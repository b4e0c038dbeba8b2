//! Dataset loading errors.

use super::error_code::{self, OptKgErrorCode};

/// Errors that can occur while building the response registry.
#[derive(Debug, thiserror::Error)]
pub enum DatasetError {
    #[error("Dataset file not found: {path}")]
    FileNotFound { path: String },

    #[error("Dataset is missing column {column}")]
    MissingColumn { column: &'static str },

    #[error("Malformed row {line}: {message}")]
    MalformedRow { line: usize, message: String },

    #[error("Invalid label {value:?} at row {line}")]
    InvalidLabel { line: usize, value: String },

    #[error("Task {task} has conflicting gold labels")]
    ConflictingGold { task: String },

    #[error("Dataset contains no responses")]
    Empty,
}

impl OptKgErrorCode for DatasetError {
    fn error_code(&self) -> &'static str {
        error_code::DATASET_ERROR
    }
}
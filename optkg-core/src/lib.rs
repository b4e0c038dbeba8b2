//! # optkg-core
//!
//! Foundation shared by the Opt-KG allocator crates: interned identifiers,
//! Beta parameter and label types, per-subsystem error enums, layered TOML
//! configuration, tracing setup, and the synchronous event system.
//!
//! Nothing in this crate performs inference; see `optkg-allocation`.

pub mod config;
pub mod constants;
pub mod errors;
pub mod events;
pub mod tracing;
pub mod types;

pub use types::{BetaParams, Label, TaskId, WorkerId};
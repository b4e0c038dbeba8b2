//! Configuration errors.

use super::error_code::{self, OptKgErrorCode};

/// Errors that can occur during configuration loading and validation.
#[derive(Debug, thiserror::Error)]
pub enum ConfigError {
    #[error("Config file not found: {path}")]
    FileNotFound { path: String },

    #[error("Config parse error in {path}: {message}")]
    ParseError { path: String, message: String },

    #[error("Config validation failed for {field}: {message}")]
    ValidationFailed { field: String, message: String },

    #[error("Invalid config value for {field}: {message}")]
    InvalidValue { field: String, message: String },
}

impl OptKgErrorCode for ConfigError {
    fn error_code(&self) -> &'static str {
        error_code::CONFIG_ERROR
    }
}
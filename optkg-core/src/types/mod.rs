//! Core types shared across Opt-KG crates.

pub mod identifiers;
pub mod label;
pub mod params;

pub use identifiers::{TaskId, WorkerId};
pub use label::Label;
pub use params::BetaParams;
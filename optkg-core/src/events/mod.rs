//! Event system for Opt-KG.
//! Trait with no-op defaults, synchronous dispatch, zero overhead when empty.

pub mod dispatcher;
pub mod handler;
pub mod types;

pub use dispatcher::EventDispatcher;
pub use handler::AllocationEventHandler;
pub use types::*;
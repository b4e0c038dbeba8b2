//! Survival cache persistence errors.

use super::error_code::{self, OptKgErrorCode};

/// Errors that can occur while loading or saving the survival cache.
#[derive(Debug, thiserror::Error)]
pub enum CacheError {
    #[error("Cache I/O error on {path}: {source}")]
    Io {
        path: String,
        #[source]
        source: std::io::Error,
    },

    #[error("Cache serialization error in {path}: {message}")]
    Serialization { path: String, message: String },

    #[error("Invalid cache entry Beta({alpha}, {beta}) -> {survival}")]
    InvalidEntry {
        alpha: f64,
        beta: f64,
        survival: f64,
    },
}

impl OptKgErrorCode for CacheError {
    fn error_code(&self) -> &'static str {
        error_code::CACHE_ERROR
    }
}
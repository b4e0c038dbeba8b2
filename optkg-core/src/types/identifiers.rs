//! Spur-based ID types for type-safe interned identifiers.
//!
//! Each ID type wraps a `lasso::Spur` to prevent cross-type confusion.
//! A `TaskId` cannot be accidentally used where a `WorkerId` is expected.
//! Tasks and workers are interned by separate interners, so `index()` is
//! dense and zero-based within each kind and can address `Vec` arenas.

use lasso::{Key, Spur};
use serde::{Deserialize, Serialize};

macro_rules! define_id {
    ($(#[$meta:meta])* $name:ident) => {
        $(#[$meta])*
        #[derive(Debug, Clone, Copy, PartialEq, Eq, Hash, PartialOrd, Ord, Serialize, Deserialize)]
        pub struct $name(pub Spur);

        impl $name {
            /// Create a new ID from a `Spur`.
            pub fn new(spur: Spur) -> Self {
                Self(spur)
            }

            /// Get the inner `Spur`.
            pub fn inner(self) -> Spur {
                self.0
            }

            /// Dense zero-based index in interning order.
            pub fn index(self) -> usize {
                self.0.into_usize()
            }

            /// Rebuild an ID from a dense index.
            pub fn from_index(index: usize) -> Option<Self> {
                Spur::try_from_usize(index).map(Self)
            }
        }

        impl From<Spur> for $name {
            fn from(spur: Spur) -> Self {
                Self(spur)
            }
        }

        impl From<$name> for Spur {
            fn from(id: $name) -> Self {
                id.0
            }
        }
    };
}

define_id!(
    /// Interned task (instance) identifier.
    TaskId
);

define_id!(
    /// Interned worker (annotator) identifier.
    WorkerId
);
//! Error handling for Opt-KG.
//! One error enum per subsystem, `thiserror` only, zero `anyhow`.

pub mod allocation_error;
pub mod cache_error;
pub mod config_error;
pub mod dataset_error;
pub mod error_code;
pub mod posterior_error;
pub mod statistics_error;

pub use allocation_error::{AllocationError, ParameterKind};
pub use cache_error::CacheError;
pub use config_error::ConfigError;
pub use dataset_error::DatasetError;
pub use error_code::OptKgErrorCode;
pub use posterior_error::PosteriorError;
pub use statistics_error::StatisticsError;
*****
Filter the records for lines holding the string "DatasetError". Copy each one.

◆ **TASK RESULT**:
pub enum DatasetError {
impl OptKgErrorCode for DatasetError {
pub use dataset_error::DatasetError;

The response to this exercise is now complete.